Here Comes The Sun

Mar 1, 2024
By Michael Savaloja

Alumni News

  • Campus Clips

The following is an excerpt from Alumni & Friends Magazine Winter 2024 issue. Read the full issue here.

Playing conference football games on the road in 1969 was an indelible experience for University of Jamestown Athletic Hall of Fame left tackle Joel Gutensohn ’70.

Gutensohn and the Jimmies would load a hired bus bound for nearby destinations such as Minot and Wahpeton, where UJ orange would both match the falling tree leaves and clash with familiar North Dakota College Athletic Conference (NDCAC) rivals.

Peanut butter and jelly sandwiches – a coach Rollie Greeno staple – was usually Jamestown’s victory-sustaining fuel during the school’s 38th of 69 enduring years as a member of the NDCAC.
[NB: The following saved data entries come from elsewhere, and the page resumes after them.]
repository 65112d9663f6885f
//! Shared config utilities for loading/saving JSON config files
//! and resolving API keys from fields or environment variables.

use crate::llm::llm_config::LlmConfig;
use serde::de::DeserializeOwned;
use serde::{Deserialize, Serialize};
use std::path::{Path, PathBuf};
use std::time::Duration;
use thiserror::Error;

#[derive(Debug, Error)]
pub enum ConfigError {
    #[error("config io error: {0}")]
    Io(#[from] std::io::Error),
    #[error("config serialization error: {0}")]
    Serialize(#[from] serde_json::Error),
}

/// Generic load for any Serde config type with a `Default` implementation.
/// Falls back to `T::default()` if the file is missing or unparsable.
pub fn load_json_config<T: DeserializeOwned + Default>(path: &Path, label: &str) -> T {
    match std::fs::read_to_string(path) {
        Ok(content) => match serde_json::from_str::<T>(&content) {
            Ok(config) => {
                tracing::info!(label, path = %path.display(), "loaded config");
                config
            }
            Err(e) => {
                tracing::warn!(
                    label,
                    path = %path.display(),
                    error = %e,
                    "failed to parse config, using defaults"
                );
                T::default()
            }
        },
        Err(_) => {
            tracing::info!(label, path = %path.display(), "no config file, using defaults");
            T::default()
        }
    }
}

/// Generic save for any Serde config type.
pub fn save_json_config<T: Serialize>(
    path: &Path,
    config: &T,
    label: &str,
) -> Result<(), ConfigError> {
    if let Some(parent) = path.parent() {
        std::fs::create_dir_all(parent)?;
    }
    let json = serde_json::to_string_pretty(config)?;
    std::fs::write(path, json)?;
    tracing::info!(label, path = %path.display(), "saved config");
    Ok(())
}

/// Resolve an API key: check the direct `api_key` field first,
/// then fall back to reading the environment variable named in `api_key_env`.
pub fn resolve_api_key(api_key: &Option<String>, api_key_env: &Option<String>) -> Option<String> {
    if let Some(ref key) = api_key {
        if !key.is_empty() {
            return Some(key.clone());
        }
    }
    if let Some(ref env_var) = api_key_env {
        if let Ok(key) = std::env::var(env_var) {
            if !key.is_empty() {
                return Some(key);
            }
        }
    }
    None
}

/// `<platform config dir>/ralsei-chat/config.json`
pub fn default_config_path() -> PathBuf {
    dirs_next::config_dir()
        .unwrap_or_else(|| PathBuf::from("."))
        .join("ralsei-chat")
        .join("config.json")
}

// ── Session timeline ───────────────────────────────────────

/// Durations of the scripted transitions.
#[derive(Debug, Clone, Copy, PartialEq, Eq, Serialize, Deserialize)]
pub struct TimelineConfig {
    /// Pink flash between pressing start and the first greeting.
    #[serde(default = "default_intro_ms")]
    pub intro_ms: u64,
    /// Fade-out of the death overlay after the video ends.
    #[serde(default = "default_cutscene_fade_ms")]
    pub cutscene_fade_ms: u64,
}

fn default_intro_ms() -> u64 {
    2000
}

fn default_cutscene_fade_ms() -> u64 {
    2000
}

impl Default for TimelineConfig {
    fn default() -> Self {
        Self {
            intro_ms: default_intro_ms(),
            cutscene_fade_ms: default_cutscene_fade_ms(),
        }
    }
}

impl TimelineConfig {
    pub fn intro(&self) -> Duration {
        Duration::from_millis(self.intro_ms)
    }

    pub fn cutscene_fade(&self) -> Duration {
        Duration::from_millis(self.cutscene_fade_ms)
    }
}

// ── Top-level config ───────────────────────────────────────

#[derive(Debug, Clone, Default, Serialize, Deserialize)]
pub struct ChatConfig {
    #[serde(default)]
    pub llm: LlmConfig,
    #[serde(default)]
    pub timeline: TimelineConfig,
}

impl ChatConfig {
    pub fn load(path: &Path) -> Self {
        load_json_config(path, "Chat")
    }

    pub fn load_default() -> Self {
        Self::load(&default_config_path())
    }

    pub fn save(&self, path: &Path) -> Result<(), ConfigError> {
        save_json_config(path, self, "Chat")
    }
}
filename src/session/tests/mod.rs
pub(crate) mod mock_gateway;
mod failure_injection;
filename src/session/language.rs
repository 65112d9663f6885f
//! Locale toggle and the per-locale copy the core hands to presentation.

use serde::{Deserialize, Serialize};
use std::fmt;

#[derive(Debug, Clone, Copy, PartialEq, Eq, Hash, Default, Serialize, Deserialize)]
#[serde(rename_all = "lowercase")]
pub enum Language {
    #[default]
    English,
    Italian,
}

impl Language {
    pub fn toggle(self) -> Language {
        match self {
            Language::English => Language::Italian,
            Language::Italian => Language::English,
        }
    }

    /// First line Ralsei says once the intro finishes.
    pub fn initial_message(self) -> &'static str {
        match self {
            Language::English => "O-oh! Hello there! I didn't expect to see anyone here in the dark... I'm Ralsei! It's so nice to meet you! *smiles sweetly*",
            Language::Italian => "O-oh! Ciao! Non mi aspettavo di vedere nessuno qui nel buio... Io sono Ralsei! È un piacere conoscerti! *sorride dolcemente*",
        }
    }

    /// User line that opens the seeded history.
    pub fn opening_line(self) -> &'static str {
        match self {
            Language::English => "Hello Ralsei!",
            Language::Italian => "Ciao Ralsei!",
        }
    }

    /// In-character apology used when the backend gives us nothing usable.
    pub fn fallback_text(self) -> &'static str {
        match self {
            Language::English => "O-oh... my head is spinning a little. Could you say that again? *adjusts glasses*",
            Language::Italian => "O-oh... mi gira un po' la testa. Puoi ripeterlo? *si sistema gli occhiali*",
        }
    }

    /// Name used inside the system instruction.
    pub fn prompt_name(self) -> &'static str {
        match self {
            Language::English => "English",
            Language::Italian => "Italian",
        }
    }

    pub fn copy(self) -> LocaleCopy {
        match self {
            Language::English => LocaleCopy {
                tagline: "A lonely prince is waiting to meet you in the void...",
                start_label: "Start Chat",
                language_label: "English",
                badge: "EN",
                input_placeholder: "Say something...",
            },
            Language::Italian => LocaleCopy {
                tagline: "Un principe solitario aspetta di incontrarti nel vuoto...",
                start_label: "Inizia Chat",
                language_label: "Italiano",
                badge: "IT",
                input_placeholder: "Dì qualcosa...",
            },
        }
    }
}

impl fmt::Display for Language {
    fn fmt(&self, f: &mut fmt::Formatter<'_>) -> fmt::Result {
        match self {
            Language::English => f.write_str("english"),
            Language::Italian => f.write_str("italian"),
        }
    }
}

/// Landing and chrome strings for one locale.
#[derive(Debug, Clone, Copy, PartialEq, Eq, Serialize)]
pub struct LocaleCopy {
    pub tagline: &'static str,
    pub start_label: &'static str,
    pub language_label: &'static str,
    pub badge: &'static str,
    pub input_placeholder: &'static str,
}
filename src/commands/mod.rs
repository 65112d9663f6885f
pub mod chat;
“Everyone in the conference was so close, you either knew kids on the other team and developed friendships, or, serious rivalries,” Gutensohn recalled. “Two years ago, some place north of Watertown (S.D.), we caught up to the Jamestown bus driving somewhere, and I mentioned it was a bit farther than we traveled.”

Try nearly halfway to the Dallas-Fort Worth metro, if UJ happened to be bound for Great Plains Athletic Conference (GPAC) opponents Doane University or Hastings College in southeast Nebraska.

This past November, University of Jamestown announced it had accepted an invitation to join the Northern Sun Intercollegiate Conference (NSIC) and will have filed for NCAA Division II membership by the Feb. 1 application deadline.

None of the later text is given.